use std::collections::HashMap;

use image::{Rgba, RgbaImage};

use super::glyphs;
use super::utils::MAX_TEXTURE_DIM;
use crate::error::{Error, Result};
use crate::map::{Color, Palette};

// ── UvRect / AtlasEntry ───────────────────────────────────────────────────────

/// Normalised texture rectangle, `min` top-left and `max` bottom-right.
#[derive(Copy, Clone, Debug, PartialEq)]
pub struct UvRect {
    pub min: [f32; 2],
    pub max: [f32; 2],
}

/// Where one (glyph, color) image lives inside the atlas.
#[derive(Copy, Clone, Debug, PartialEq)]
pub struct AtlasEntry {
    /// Top-left pixel X inside the atlas.
    pub x: u32,
    /// Top-left pixel Y inside the atlas.
    pub y: u32,
    /// Cell edge length in pixels (the map tile size).
    pub size: u32,
    pub uv: UvRect,
}

// ── Atlas ─────────────────────────────────────────────────────────────────────

/// Packed bitmap holding every glyph in every palette color, plus the lookup
/// table from `(glyph, color)` to its cell.
///
/// Layout: column `i` holds glyph `i`, row `j` holds color `j`, each cell
/// `tile_size × tile_size`. The image is therefore `G·t` wide and `C·t` tall.
pub struct Atlas {
    image: RgbaImage,
    entries: HashMap<(char, Color), AtlasEntry>,
    tile_size: u32,
    palette: Palette,
}

impl Atlas {
    pub fn image(&self) -> &RgbaImage { &self.image }
    pub fn tile_size(&self) -> u32 { self.tile_size }
    pub fn width(&self) -> u32 { self.image.width() }
    pub fn height(&self) -> u32 { self.image.height() }
    pub fn len(&self) -> usize { self.entries.len() }
    pub fn is_empty(&self) -> bool { self.entries.is_empty() }

    /// Palette this atlas was built from. A map with a different palette
    /// needs a rebuilt atlas.
    pub fn palette(&self) -> &Palette { &self.palette }

    /// Cell for `(glyph, color)`, or `None` if the pair was not in the
    /// palette at build time.
    pub fn lookup(&self, glyph: char, color: Color) -> Option<&AtlasEntry> {
        self.entries.get(&(glyph, color))
    }
}

// ── AtlasBuilder ──────────────────────────────────────────────────────────────

/// Rasterizes a palette into an [`Atlas`].
///
/// Building is a one-shot synchronous step; a palette change means building a
/// fresh atlas, never patching an existing one.
pub struct AtlasBuilder {
    tile_size: u32,
}

impl AtlasBuilder {
    pub fn new(tile_size: u32) -> Self {
        Self { tile_size: tile_size.max(1) }
    }

    /// Fails when the bitmap would not fit in a [`MAX_TEXTURE_DIM`] texture.
    pub fn build(&self, palette: &Palette) -> Result<Atlas> {
        let t = self.tile_size;
        let glyph_list = palette.glyphs();
        let color_list = palette.colors();
        let (atlas_w, atlas_h) = atlas_size(glyph_list.len(), color_list.len(), t)?;

        for &g in glyph_list {
            if glyphs::bitmap(g).is_none() {
                log::warn!("atlas: no built-in bitmap for glyph {g:?}; drawing a box instead");
            }
        }

        let mut image = RgbaImage::new(atlas_w, atlas_h);
        let mut entries = HashMap::with_capacity(glyph_list.len() * color_list.len());

        for (i, &glyph) in glyph_list.iter().enumerate() {
            for (j, &color) in color_list.iter().enumerate() {
                let x = i as u32 * t;
                let y = j as u32 * t;
                draw_glyph(&mut image, glyph, color, x, y, t);

                let uv = UvRect {
                    min: [x as f32 / atlas_w as f32, y as f32 / atlas_h as f32],
                    max: [(x + t) as f32 / atlas_w as f32, (y + t) as f32 / atlas_h as f32],
                };
                entries.insert((glyph, color), AtlasEntry { x, y, size: t, uv });
            }
        }

        log::debug!(
            "atlas: {}x{} px, {} entries ({} glyphs x {} colors)",
            atlas_w,
            atlas_h,
            entries.len(),
            glyph_list.len(),
            color_list.len(),
        );

        Ok(Atlas { image, entries, tile_size: t, palette: palette.clone() })
    }
}

/// Pixel size of the atlas for `glyphs × colors` cells of `tile_size`.
pub fn atlas_size(glyphs: usize, colors: usize, tile_size: u32) -> Result<(u32, u32)> {
    let edge = |cells: usize, axis: &str| {
        u32::try_from(cells)
            .ok()
            .and_then(|n| n.checked_mul(tile_size))
            .filter(|&px| px <= MAX_TEXTURE_DIM)
            .ok_or_else(|| {
                Error::Config(format!(
                    "atlas {axis} of {cells} x {tile_size} px exceeds {MAX_TEXTURE_DIM} px"
                ))
            })
    };
    Ok((edge(glyphs, "width")?, edge(colors, "height")?))
}

/// Draw `glyph` in `color`, centred in the `size × size` cell at `(x0, y0)`.
/// Pixels outside the glyph stay fully transparent.
fn draw_glyph(image: &mut RgbaImage, glyph: char, color: Color, x0: u32, y0: u32, size: u32) {
    let rows = glyphs::bitmap_or_fallback(glyph);
    let scale = glyphs::scale_for(size);
    let gw = glyphs::GLYPH_W * scale;
    let gh = glyphs::GLYPH_H * scale;
    // Signed offsets: a glyph larger than the cell is clipped symmetrically.
    let off_x = (size as i64 - gw as i64) / 2;
    let off_y = (size as i64 - gh as i64) / 2;

    for py in 0..size {
        for px in 0..size {
            let gx = px as i64 - off_x;
            let gy = py as i64 - off_y;
            if gx < 0 || gy < 0 || gx >= gw as i64 || gy >= gh as i64 {
                continue;
            }
            let (bx, by) = (gx as u32 / scale, gy as u32 / scale);
            if glyphs::is_set(rows, bx, by) {
                image.put_pixel(x0 + px, y0 + py, Rgba(color.0));
            }
        }
    }
}

// ── Tests ─────────────────────────────────────────────────────────────────────
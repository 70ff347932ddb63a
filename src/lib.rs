pub mod camera;
pub mod config;
pub mod engine;
pub mod error;
pub mod input;
pub mod map;
pub mod renderer;
pub mod signal;

pub use camera::Camera;
pub use config::RenderConfig;
pub use engine::{EngineBuilder, FrameDriver, Scene};
pub use error::{Error, Result};
pub use map::{Color, Palette, Tile, TileMap};
pub use signal::Signal;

--------------------

> WORK TASK:
Out of the data above, give again only the lines starting at the one holding "UvRect / AtlasEntry" and ending at the one holding "pub fn is_empty(&self)", unchanged.

> THE ANSWER:
// ── UvRect / AtlasEntry ───────────────────────────────────────────────────────

/// Normalised texture rectangle, `min` top-left and `max` bottom-right.
#[derive(Copy, Clone, Debug, PartialEq)]
pub struct UvRect {
    pub min: [f32; 2],
    pub max: [f32; 2],
}

/// Where one (glyph, color) image lives inside the atlas.
#[derive(Copy, Clone, Debug, PartialEq)]
pub struct AtlasEntry {
    /// Top-left pixel X inside the atlas.
    pub x: u32,
    /// Top-left pixel Y inside the atlas.
    pub y: u32,
    /// Cell edge length in pixels (the map tile size).
    pub size: u32,
    pub uv: UvRect,
}

// ── Atlas ─────────────────────────────────────────────────────────────────────

/// Packed bitmap holding every glyph in every palette color, plus the lookup
/// table from `(glyph, color)` to its cell.
///
/// Layout: column `i` holds glyph `i`, row `j` holds color `j`, each cell
/// `tile_size × tile_size`. The image is therefore `G·t` wide and `C·t` tall.
pub struct Atlas {
    image: RgbaImage,
    entries: HashMap<(char, Color), AtlasEntry>,
    tile_size: u32,
    palette: Palette,
}

impl Atlas {
    pub fn image(&self) -> &RgbaImage { &self.image }
    pub fn tile_size(&self) -> u32 { self.tile_size }
    pub fn width(&self) -> u32 { self.image.width() }
    pub fn height(&self) -> u32 { self.image.height() }
    pub fn len(&self) -> usize { self.entries.len() }
    pub fn is_empty(&self) -> bool { self.entries.is_empty() }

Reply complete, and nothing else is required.